The printing plate was imagewise exposed and rapidly developed, without scum, with an aqueous solution containing Na2 SO4, MgSO4, H3 PO4, a non-ionic surfactant, benzyl alcohol and n-propanol. When the printing form was used for printing, a very good ink-water balance and an excellent layer adhesion was stated.
An aluminum foil, which had been prepared in accordance with Example 8 and post-treated in accordance with Example 9, was coated with the following positive-working photosensitive solution:
6.60 p.b.w. of a cresol/formaldehyde novalak (softening range 105° to 120° C., according to DIN No. 53,181),
1.10 p.b.w. of the 4-(2-phenyl-prop-2-yl)phenyl ester of naphthoquinone-1,2-diazide-2-sulfonic acid-4,
0.60 p.b.w. of 2,2'-bis-(naphthoquinone-1,2-diazide -2-sulfonyloxy-5)-dinaphthyl-1,1'-methane,
0.24 p.b.w. of naphthoquinone-1,2-diazide-2-sulfochloride-4,
0.08 p.b.w. of crystal violet, and
91.36 p.b.w. of a mixture of 4 p.b.v. of ethylene glycol monomethyl ether, 5 p.b.v. of tetrahydrofuran and 1 p.b.v. of butyl acetate.
By imagewise exposure and development in an aqueous solution containing Na2 SiO3, Na3 PO4 and NaH2 PO4, a printing form was produced from this plate, which gave 150,000 prints.
A support material prepared in accordance with Example 4 was coated with a solution of the following composition in order to obtain an electrophotographic offset printing plate:
10.00 p.b.w. of 2-vinyl-5-(4'-diethylaminophenyl)-4-(2'- chlorophenyl)-oxazole,
10.00 p.b.w. of a copolymer of styrene and maleic anhydride, having a softening point of 210° C.,
0.02 p.b.w. of ®Rhodamine FB, and
300.00 p.b.w. of ethylene glycol monomethyl ether.

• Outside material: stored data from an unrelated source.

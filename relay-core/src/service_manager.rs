//! ServiceManager: starts the producers and transports in dependency order,
//! waits for each to report ready before starting the next, and tears them
//! down in reverse order on shutdown.

use std::time::Duration;

use tokio::sync::watch;
use tokio::task::JoinHandle;
use tracing::{info, warn};

use crate::error::RelayError;
use crate::events::EventSender;
use crate::producers::Producer;

struct RunningService {
    name: &'static str,
    handle: JoinHandle<()>,
}

/// Walks a manifest of producers in the order given, starting each and
/// waiting (bounded) for it to report readiness before moving to the next.
/// Later producers may assume earlier ones have already populated the
/// document groups they read from.
pub struct ServiceManager {
    shutdown_tx: watch::Sender<bool>,
    shutdown_rx: watch::Receiver<bool>,
    running: Vec<RunningService>,
}

impl ServiceManager {
    pub fn new() -> Self {
        let (shutdown_tx, shutdown_rx) = watch::channel(false);
        Self { shutdown_tx, shutdown_rx, running: Vec::new() }
    }

    pub fn shutdown_handle(&self) -> watch::Sender<bool> {
        self.shutdown_tx.clone()
    }

    /// Starts `producer`, waits up to `ready_timeout` for it to become ready,
    /// and keeps its task handle for the eventual shutdown cascade.
    pub async fn start(&mut self, producer: Box<dyn Producer>, events: EventSender, ready_timeout: Duration) -> Result<(), RelayError> {
        let name = producer.name();
        let mut ready_rx = producer.ready();
        let handle = producer.spawn(events, self.shutdown_rx.clone());

        self.wait_for_ready(name, &mut ready_rx, ready_timeout).await?;
        info!("service '{name}' ready");
        self.running.push(RunningService { name, handle });
        Ok(())
    }

    async fn wait_for_ready(&self, name: &'static str, ready_rx: &mut watch::Receiver<bool>, timeout: Duration) -> Result<(), RelayError> {
        if *ready_rx.borrow() {
            return Ok(());
        }
        tokio::time::timeout(timeout, ready_rx.changed())
            .await
            .map_err(|_| RelayError::Timeout(format!("service '{name}' did not become ready within {timeout:?}")))?
            .map_err(|_| RelayError::Transport(format!("service '{name}' readiness channel closed before reporting ready")))?;
        Ok(())
    }

    /// Signals shutdown to every running service and waits (bounded per
    /// service) for its task to finish, in reverse start order.
    pub async fn stop(mut self) {
        let _ = self.shutdown_tx.send(true);
        while let Some(service) = self.running.pop() {
            match tokio::time::timeout(Duration::from_secs(5), service.handle).await {
                Ok(Ok(())) => info!("service '{}' stopped", service.name),
                Ok(Err(e)) => warn!("service '{}' task panicked: {e}", service.name),
                Err(_) => warn!("service '{}' did not stop within the 5s grace period", service.name),
            }
        }
    }
}

impl Default for ServiceManager {
    fn default() -> Self {
        Self::new()
    }
}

By means of a corona, the layer was negatively charged to about 400 V in the dark. The charged plate was imagewise exposed in a reprographic camera and then developed with an electrophotographic suspension-type developer obtained by dispersing 3.0 p.b.w. of magnesium sulfate in a solution of 7.5 p.b.w. of pentaerythritol resin ester in 1,200 p.b.v. of an isoparaffin mixture having a boiling range of from 185° to 210° C. After removal of excess developer liquid, the developer was fixed and the plate was immersed, during 60 seconds, in a solution comprised of 35 p.b.w. of sodium metasilicate×9H2 O, 140 p.b.w. of glycerol, 550 p.b.w. of ethylene glycol and 140 p.b.w. of ethanol. Then, the plate was rinsed with a vigorous jet of water, whereby those areas of the photoconductor layer, which were not covered by toner, were removed. After rinsing, the printing form was ready for printing.